Scan the records for "InvalidParameter". Show the matching lines.

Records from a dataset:

----

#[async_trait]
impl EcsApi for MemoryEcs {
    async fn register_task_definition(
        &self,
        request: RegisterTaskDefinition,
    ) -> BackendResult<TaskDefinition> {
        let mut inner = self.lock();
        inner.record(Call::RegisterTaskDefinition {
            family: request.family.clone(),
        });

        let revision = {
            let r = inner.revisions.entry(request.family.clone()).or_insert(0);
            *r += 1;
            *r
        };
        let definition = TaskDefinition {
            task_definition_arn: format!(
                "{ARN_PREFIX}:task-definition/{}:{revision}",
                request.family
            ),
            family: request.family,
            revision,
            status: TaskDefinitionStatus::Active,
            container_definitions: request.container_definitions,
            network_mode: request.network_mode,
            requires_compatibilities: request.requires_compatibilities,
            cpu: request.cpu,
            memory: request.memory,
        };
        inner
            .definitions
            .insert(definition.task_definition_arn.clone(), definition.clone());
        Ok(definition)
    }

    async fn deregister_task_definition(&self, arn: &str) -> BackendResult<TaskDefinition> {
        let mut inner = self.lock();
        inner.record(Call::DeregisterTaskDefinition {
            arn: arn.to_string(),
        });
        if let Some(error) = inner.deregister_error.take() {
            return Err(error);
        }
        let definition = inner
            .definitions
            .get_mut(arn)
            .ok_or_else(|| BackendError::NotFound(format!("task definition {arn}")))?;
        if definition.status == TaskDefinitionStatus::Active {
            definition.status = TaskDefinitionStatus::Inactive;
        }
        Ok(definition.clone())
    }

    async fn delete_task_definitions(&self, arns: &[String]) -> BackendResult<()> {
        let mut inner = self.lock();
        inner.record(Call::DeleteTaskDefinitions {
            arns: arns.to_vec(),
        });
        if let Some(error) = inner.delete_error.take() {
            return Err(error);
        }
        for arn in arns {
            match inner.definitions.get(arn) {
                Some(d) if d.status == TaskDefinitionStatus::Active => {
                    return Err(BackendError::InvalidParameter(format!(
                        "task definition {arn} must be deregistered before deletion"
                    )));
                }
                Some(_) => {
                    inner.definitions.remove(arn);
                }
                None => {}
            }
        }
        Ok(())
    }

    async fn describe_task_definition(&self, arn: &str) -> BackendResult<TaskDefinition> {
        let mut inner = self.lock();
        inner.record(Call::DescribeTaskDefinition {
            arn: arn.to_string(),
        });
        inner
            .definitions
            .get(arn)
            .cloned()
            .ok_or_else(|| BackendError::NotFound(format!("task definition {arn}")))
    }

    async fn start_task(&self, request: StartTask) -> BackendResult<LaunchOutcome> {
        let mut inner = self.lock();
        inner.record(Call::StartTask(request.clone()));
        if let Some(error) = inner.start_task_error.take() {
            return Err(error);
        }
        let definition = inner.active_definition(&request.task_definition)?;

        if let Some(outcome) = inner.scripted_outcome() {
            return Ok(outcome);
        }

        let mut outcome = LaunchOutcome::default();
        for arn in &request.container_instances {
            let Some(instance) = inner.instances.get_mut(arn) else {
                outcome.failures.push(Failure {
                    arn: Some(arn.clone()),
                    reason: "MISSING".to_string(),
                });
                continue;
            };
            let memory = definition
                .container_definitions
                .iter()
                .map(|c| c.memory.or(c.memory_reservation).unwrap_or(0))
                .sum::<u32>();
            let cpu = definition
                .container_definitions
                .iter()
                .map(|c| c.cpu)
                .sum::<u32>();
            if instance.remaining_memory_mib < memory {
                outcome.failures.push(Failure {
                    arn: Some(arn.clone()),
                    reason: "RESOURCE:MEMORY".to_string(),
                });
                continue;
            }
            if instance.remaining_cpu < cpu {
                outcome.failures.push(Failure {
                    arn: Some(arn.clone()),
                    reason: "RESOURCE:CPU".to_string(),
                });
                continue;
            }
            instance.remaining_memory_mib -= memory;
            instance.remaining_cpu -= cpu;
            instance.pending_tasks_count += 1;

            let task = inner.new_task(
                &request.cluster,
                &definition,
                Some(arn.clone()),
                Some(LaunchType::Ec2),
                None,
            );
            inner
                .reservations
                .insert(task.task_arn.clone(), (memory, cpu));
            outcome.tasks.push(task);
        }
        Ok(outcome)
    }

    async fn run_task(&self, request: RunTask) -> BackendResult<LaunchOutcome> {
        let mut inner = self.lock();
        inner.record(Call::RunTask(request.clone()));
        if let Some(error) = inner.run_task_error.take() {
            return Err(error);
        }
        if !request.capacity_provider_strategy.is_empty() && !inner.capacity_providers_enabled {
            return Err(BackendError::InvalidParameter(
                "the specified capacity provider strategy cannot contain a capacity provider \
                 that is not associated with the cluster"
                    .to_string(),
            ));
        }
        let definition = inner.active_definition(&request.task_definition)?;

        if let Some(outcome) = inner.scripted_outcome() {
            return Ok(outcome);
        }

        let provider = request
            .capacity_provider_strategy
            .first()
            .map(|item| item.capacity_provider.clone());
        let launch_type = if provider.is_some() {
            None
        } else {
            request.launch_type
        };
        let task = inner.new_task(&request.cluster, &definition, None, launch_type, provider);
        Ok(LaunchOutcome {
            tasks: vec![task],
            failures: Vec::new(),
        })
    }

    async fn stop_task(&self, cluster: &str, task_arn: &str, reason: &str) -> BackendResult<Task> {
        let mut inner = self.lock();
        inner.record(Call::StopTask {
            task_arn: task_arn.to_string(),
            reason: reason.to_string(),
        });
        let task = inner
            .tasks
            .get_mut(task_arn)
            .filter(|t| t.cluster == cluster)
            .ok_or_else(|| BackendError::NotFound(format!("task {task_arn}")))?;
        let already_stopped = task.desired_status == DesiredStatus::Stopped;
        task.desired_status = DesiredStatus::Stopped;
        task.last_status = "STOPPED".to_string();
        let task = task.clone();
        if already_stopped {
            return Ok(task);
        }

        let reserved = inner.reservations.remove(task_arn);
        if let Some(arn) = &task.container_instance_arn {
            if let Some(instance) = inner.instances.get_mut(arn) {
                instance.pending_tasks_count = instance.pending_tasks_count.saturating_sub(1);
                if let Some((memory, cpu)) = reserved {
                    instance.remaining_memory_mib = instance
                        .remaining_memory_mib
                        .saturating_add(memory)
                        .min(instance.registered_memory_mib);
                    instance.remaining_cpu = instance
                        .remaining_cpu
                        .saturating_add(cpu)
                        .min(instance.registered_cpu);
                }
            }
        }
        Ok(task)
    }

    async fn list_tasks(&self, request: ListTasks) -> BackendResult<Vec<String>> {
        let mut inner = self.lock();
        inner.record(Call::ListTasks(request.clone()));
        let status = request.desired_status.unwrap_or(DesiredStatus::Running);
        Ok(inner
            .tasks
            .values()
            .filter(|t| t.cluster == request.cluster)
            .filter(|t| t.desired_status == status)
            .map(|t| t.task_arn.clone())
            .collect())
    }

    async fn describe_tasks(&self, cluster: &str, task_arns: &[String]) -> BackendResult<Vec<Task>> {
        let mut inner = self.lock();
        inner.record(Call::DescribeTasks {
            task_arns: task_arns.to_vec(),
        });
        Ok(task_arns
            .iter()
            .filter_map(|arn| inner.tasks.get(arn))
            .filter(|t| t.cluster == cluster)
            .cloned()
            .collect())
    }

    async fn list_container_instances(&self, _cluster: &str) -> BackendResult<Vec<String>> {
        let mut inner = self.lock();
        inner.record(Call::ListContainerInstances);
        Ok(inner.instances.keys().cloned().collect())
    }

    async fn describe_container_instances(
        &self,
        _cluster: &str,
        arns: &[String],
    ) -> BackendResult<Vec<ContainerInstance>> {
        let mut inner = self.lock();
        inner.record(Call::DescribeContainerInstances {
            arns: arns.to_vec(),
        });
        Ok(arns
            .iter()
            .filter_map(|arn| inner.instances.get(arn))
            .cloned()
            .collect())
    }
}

----

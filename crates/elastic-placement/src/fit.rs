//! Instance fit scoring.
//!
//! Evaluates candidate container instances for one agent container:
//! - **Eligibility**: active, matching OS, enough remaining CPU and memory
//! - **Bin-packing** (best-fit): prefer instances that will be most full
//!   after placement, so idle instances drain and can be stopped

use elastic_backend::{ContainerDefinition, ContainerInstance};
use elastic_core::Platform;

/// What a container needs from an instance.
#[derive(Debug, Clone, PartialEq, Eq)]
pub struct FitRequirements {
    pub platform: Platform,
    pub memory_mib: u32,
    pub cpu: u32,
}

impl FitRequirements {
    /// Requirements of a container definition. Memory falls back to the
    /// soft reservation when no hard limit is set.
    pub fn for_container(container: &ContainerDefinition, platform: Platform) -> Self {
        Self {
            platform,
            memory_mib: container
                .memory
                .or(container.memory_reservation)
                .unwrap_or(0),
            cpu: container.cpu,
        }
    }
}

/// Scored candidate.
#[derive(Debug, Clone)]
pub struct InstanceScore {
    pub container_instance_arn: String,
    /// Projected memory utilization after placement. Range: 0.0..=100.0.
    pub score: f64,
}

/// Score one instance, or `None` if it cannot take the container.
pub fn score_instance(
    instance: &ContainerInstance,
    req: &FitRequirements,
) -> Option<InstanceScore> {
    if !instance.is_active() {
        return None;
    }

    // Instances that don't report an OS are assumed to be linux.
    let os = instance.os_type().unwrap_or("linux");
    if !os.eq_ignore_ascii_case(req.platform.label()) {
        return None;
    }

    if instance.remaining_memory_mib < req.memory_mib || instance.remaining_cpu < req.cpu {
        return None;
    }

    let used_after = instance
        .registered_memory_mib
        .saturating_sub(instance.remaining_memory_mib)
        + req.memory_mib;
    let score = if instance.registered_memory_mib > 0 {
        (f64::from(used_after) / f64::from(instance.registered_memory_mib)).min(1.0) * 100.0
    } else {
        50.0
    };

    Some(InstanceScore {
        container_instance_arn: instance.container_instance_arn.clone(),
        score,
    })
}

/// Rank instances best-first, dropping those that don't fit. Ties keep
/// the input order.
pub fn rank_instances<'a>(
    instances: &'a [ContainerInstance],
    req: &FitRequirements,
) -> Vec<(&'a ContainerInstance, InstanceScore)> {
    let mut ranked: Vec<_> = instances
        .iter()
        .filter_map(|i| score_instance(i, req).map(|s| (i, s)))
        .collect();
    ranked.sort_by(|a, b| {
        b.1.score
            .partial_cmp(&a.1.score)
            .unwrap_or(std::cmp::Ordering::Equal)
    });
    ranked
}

----

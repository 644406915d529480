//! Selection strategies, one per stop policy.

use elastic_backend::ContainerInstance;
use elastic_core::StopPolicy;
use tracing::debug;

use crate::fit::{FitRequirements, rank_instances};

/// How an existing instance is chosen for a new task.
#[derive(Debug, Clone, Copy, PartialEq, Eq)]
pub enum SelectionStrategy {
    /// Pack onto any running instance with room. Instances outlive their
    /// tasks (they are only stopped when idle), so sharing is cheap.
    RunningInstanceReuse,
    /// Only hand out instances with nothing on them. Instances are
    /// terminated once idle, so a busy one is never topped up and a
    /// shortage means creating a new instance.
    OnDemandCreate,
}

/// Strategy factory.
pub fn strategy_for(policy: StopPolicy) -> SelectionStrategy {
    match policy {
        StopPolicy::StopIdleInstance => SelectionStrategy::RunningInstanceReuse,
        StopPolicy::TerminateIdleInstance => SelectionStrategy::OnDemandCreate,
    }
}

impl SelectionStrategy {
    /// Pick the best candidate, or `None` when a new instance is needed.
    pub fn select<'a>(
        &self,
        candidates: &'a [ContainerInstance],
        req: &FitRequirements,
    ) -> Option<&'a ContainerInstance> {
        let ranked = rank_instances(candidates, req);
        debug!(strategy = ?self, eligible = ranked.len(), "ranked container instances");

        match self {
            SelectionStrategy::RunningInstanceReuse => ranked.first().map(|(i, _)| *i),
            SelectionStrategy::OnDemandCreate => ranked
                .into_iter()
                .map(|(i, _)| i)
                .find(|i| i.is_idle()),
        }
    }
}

----

Exercise answer:
                    return Err(BackendError::InvalidParameter(format!(
            return Err(BackendError::InvalidParameter(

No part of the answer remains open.